28. Com efeito, ao colocar como colocou a questão da violação constitucional do princípio da proporcionalidade pela aplicação dos artigos da LGT com a interpretação que lhe era dada pelo Ministério Público e pelo Tribunal de 1.ª Instância na sentença de que se apelava, e mais, dando exemplos específicos de acórdãos do STJ em que, pela mesma razão constitucional, havia sido afastada a aplicação das normas em causa com essa interpretação, a Recorrente estava, na verdade, a colocar o problema da constitucionalidade, em termos de ser constituído o Tribunal a quo no dever de, sobre o mesmo, tomar a sua posição.
29. Sobretudo tendo presente que a questão objeto desse recurso para o Tribunal da Relação de Évora e concretamente autonomizada nas alegações apresentadas é a de “Saber se o Plano (incluindo a sua aprovação e homologação) padece de violação não negligenciável de normas aplicáveis ao seu conteúdo (nos termos do disposto no artigo 215.º do CIRE) e, em particular, saber se, quanto ao ESTADO, o Plano viola as disposições constantes dos artigos 30.º e 36.º da LGT e artigos 85.º e 196.º do CPPT.

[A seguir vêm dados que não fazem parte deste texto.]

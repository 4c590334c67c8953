use std::path::{Path, PathBuf};
use std::sync::atomic::{AtomicBool, Ordering};
use std::sync::{Arc, Condvar, Mutex};
use std::thread::JoinHandle;
use std::time::Duration;

use flint_compile::{CompilationDatabase, CompileCommand, WatchSubscription};
use flint_core::{AbsPathBuf, FileDigest};
use flint_index::{
    DuplicateHandling, FileSymbols, Frontend, IndexType, SwapIndex, SymbolIndex,
};
use flint_storage::{ShardStorage, StorageFactory};
use flint_vfs::FileSystem;

use crate::error::IndexError;
use crate::queue::{QueueHandle, TaskPriority, TaskQueue};
use crate::registry::{ShardVersion, VersionRegistry};

#[derive(Debug, Clone)]
pub struct BackgroundIndexerConfig {
    /// Worker threads draining the task queue. Must be at least one.
    pub thread_pool_size: usize,
    /// Periodic index-rebuild cadence; `0` disables the builder thread and
    /// makes every indexing task rebuild a Light index synchronously.
    pub build_index_period_ms: u64,
}

impl Default for BackgroundIndexerConfig {
    fn default() -> Self {
        let available = std::thread::available_parallelism()
            .map(|n| n.get())
            .unwrap_or(1);
        Self {
            thread_pool_size: available.saturating_sub(1).clamp(1, 16),
            build_index_period_ms: 0,
        }
    }
}

impl BackgroundIndexerConfig {
    fn build_index_period(&self) -> Option<Duration> {
        (self.build_index_period_ms > 0)
            .then(|| Duration::from_millis(self.build_index_period_ms))
    }
}

/// Continuously indexes translation units as their compile commands change.
///
/// Construction subscribes to the compilation database and spawns the worker
/// pool (plus, optionally, the periodic index builder). Dropping the indexer
/// stops both; in-flight tasks finish, queued ones are discarded.
pub struct BackgroundIndexer {
    inner: Arc<IndexerInner>,
    queue: TaskQueue,
    rebuilder: Option<JoinHandle<()>>,
    _subscription: WatchSubscription,
}

pub(crate) struct IndexerInner {
    pub(crate) fs: Arc<dyn FileSystem>,
    pub(crate) cdb: Arc<dyn CompilationDatabase>,
    pub(crate) frontend: Arc<dyn Frontend>,
    pub(crate) storage_factory: StorageFactory,
    pub(crate) versions: VersionRegistry,
    pub(crate) symbols: FileSymbols,
    pub(crate) index: SwapIndex,
    build_index_period: Option<Duration>,
    symbols_updated: AtomicBool,
    rebuild_stop: Mutex<bool>,
    rebuild_wake: Condvar,
}

impl BackgroundIndexer {
    pub fn new(
        fs: Arc<dyn FileSystem>,
        cdb: Arc<dyn CompilationDatabase>,
        frontend: Arc<dyn Frontend>,
        storage_factory: StorageFactory,
        config: BackgroundIndexerConfig,
    ) -> Self {
        let build_index_period = config.build_index_period();
        let inner = Arc::new(IndexerInner {
            fs,
            cdb: Arc::clone(&cdb),
            frontend,
            storage_factory,
            versions: VersionRegistry::default(),
            symbols: FileSymbols::new(),
            index: SwapIndex::default(),
            build_index_period,
            symbols_updated: AtomicBool::new(false),
            rebuild_stop: Mutex::new(false),
            rebuild_wake: Condvar::new(),
        });

        let queue = TaskQueue::new(config.thread_pool_size);

        let rebuilder = build_index_period.map(|period| {
            tracing::info!(
                target = "flint.indexer",
                period_ms = period.as_millis() as u64,
                "rebuilding symbol index periodically"
            );
            let inner = Arc::clone(&inner);
            std::thread::Builder::new()
                .name("flint-index-builder".to_string())
                .spawn(move || inner.rebuild_loop(period))
                .expect("failed to spawn index builder thread")
        });

        let subscription = {
            let inner = Arc::clone(&inner);
            let handle = queue.handle();
            cdb.watch(Box::new(move |changed| {
                enqueue_changed(&inner, &handle, changed);
            }))
        };

        Self {
            inner,
            queue,
            rebuilder,
            _subscription: subscription,
        }
    }

    /// Schedule shard loading and re-indexing for `changed` files, exactly as
    /// a compilation-database notification would.
    pub fn enqueue_changed(&self, changed: Vec<PathBuf>) {
        enqueue_changed(&self.inner, &self.queue.handle(), changed);
    }

    /// Lock-free snapshot of the live query index.
    pub fn index(&self) -> Arc<SymbolIndex> {
        self.inner.index.snapshot()
    }

    /// The registry entry for `path`, if it has ever been indexed or loaded.
    pub fn shard_version(&self, path: &Path) -> Option<ShardVersion> {
        let path = AbsPathBuf::new(path.to_path_buf())?;
        self.inner.versions.get(&path)
    }

    /// Wait until no indexing work is queued or running. Test probe.
    pub fn block_until_idle(&self, timeout: Duration) -> bool {
        self.queue.block_until_idle(timeout)
    }

    /// Stop workers and the rebuilder. Idempotent; also called on drop.
    pub fn stop(&self) {
        self.queue.stop();
        {
            let mut stop = self
                .inner
                .rebuild_stop
                .lock()
                .expect("rebuild state lock poisoned");
            *stop = true;
        }
        self.inner.rebuild_wake.notify_all();
    }
}

impl Drop for BackgroundIndexer {
    fn drop(&mut self) {
        self.stop();
        if let Some(rebuilder) = self.rebuilder.take() {
            let _ = rebuilder.join();
        }
        // TaskQueue joins its workers in its own drop.
    }
}

/// Queue a Normal-priority task that loads shards for `changed` files and
/// then queues Background indexing for the stale ones, in shuffled order so
/// parallel workers spread across unrelated TUs instead of converging on the
/// same headers.
fn enqueue_changed(inner: &Arc<IndexerInner>, handle: &QueueHandle, changed: Vec<PathBuf>) {
    let inner = Arc::clone(inner);
    let requeue = handle.clone();
    handle.enqueue(
        Box::new(move || {
            tracing::debug!(
                target = "flint.indexer",
                files = changed.len(),
                "loading shards for changed files"
            );
            let mut stale = inner.load_shards(&changed);
            shuffle(&mut stale, random_seed());
            for (cmd, storage) in stale {
                enqueue_tu(&inner, &requeue, cmd, storage);
            }
        }),
        TaskPriority::Normal,
    );
}

fn enqueue_tu(
    inner: &Arc<IndexerInner>,
    handle: &QueueHandle,
    cmd: CompileCommand,
    storage: Arc<dyn ShardStorage>,
) {
    let inner = Arc::clone(inner);
    handle.enqueue(
        Box::new(move || {
            let filename = cmd.filename.clone();
            if let Err(err) = inner.index(cmd, storage.as_ref()) {
                tracing::error!(
                    target = "flint.indexer",
                    file = %filename.display(),
                    error = %err,
                    "indexing failed"
                );
            }
        }),
        TaskPriority::Background,
    );
}

impl IndexerInner {
    /// Index one translation unit and commit its output.
    pub(crate) fn index(
        &self,
        cmd: CompileCommand,
        storage: &dyn ShardStorage,
    ) -> Result<(), IndexError> {
        let main_file = cmd
            .absolute_path()
            .ok_or_else(|| IndexError::PathResolution {
                path: cmd.filename.clone(),
            })?;

        let buffer =
            self.fs
                .read_bytes(&main_file)
                .map_err(|source| IndexError::ReadFile {
                    path: main_file.to_path_buf(),
                    source,
                })?;
        let digest = FileDigest::of_bytes(&buffer);

        // One snapshot for the whole TU; per-file registry locking would
        // serialize the workers. A commit racing ahead of this snapshot is
        // tolerated, see `update`.
        let snapshot = self.versions.snapshot();

        tracing::debug!(
            target = "flint.indexer",
            file = %main_file,
            digest = %digest,
            "indexing"
        );

        if let Err(err) = self.fs.set_current_dir(&cmd.directory) {
            tracing::debug!(
                target = "flint.indexer",
                dir = %cmd.directory.display(),
                error = %err,
                "could not enter command working directory"
            );
        }

        let filter = |path: &Path, digest: FileDigest| -> bool {
            let Some(path) = AbsPathBuf::new(path.to_path_buf()) else {
                return false;
            };
            match snapshot.get(path.as_path()) {
                // Unchanged and previously clean: nothing new to collect.
                Some(version) if version.digest == digest && !version.had_errors => false,
                _ => true,
            }
        };

        let mut output = self.frontend.collect(&cmd, self.fs.as_ref(), &filter)?;

        let had_errors = output.had_errors;
        if had_errors {
            tracing::warn!(
                target = "flint.indexer",
                file = %main_file,
                "file failed to compile, index may be incomplete"
            );
            output.sources.mark_had_errors();
        }

        tracing::debug!(
            target = "flint.indexer",
            file = %main_file,
            symbols = output.symbols.len(),
            refs = output.refs.len(),
            files = output.sources.len(),
            "collected index data"
        );

        self.update(&main_file, output, &cmd, &snapshot, storage, had_errors);

        if self.build_index_period.is_some() {
            self.symbols_updated.store(true, Ordering::Release);
        } else {
            self.index
                .swap(self.symbols.build_index(IndexType::Light, DuplicateHandling::Merge));
        }
        Ok(())
    }

    fn rebuild_loop(&self, period: Duration) {
        loop {
            {
                let stop = self
                    .rebuild_stop
                    .lock()
                    .expect("rebuild state lock poisoned");
                if *stop {
                    break;
                }
                let (stop, _timeout) = self
                    .rebuild_wake
                    .wait_timeout(stop, period)
                    .expect("rebuild state lock poisoned");
                if *stop {
                    break;
                }
            }
            if !self.symbols_updated.swap(false, Ordering::AcqRel) {
                continue;
            }
            // A task finishing between the flag reset above and the build
            // below re-raises the flag and costs one redundant rebuild.
            self.index
                .swap(self.symbols.build_index(IndexType::Heavy, DuplicateHandling::Merge));
            tracing::debug!(
                target = "flint.indexer",
                files = self.symbols.file_count(),
                "rebuilt symbol index"
            );
        }
    }
}

/// Deterministic Fisher–Yates driven by a linear congruential sequence.
fn shuffle<T>(items: &mut [T], mut seed: u64) {
    if items.len() <= 1 {
        return;
    }
    for i in (1..items.len()).rev() {
        seed = seed.wrapping_mul(6364136223846793005).wrapping_add(1);
        let j = (seed % (i as u64 + 1)) as usize;
        items.swap(i, j);
    }
}

fn random_seed() -> u64 {
    use std::collections::hash_map::RandomState;
    use std::hash::{BuildHasher, Hasher};
    RandomState::new().build_hasher().finish()
}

30. Ora, salvo melhor opinião, ajuizar sobre a questão assim colocada, tendo designadamente presente todo o argumentário expendido anteriormente no recurso, incluindo a já citada alusão à violação do princípio constitucional da proporcionalidade, com os exemplos de Acórdãos anteriores expressamente transcritos, implica necessariamente avaliar se a interpretação dada às mencionadas normas pelo Tribunal de 1.ª Instância e pelo Ministério Público, em representação do Estado, é ou não conforme tal preceito constitucional.
31. Até porque, nunca esteve em causa outra coisa que não seja saber se essas normas assim interpretadas violam ou não o dito princípio constitucional.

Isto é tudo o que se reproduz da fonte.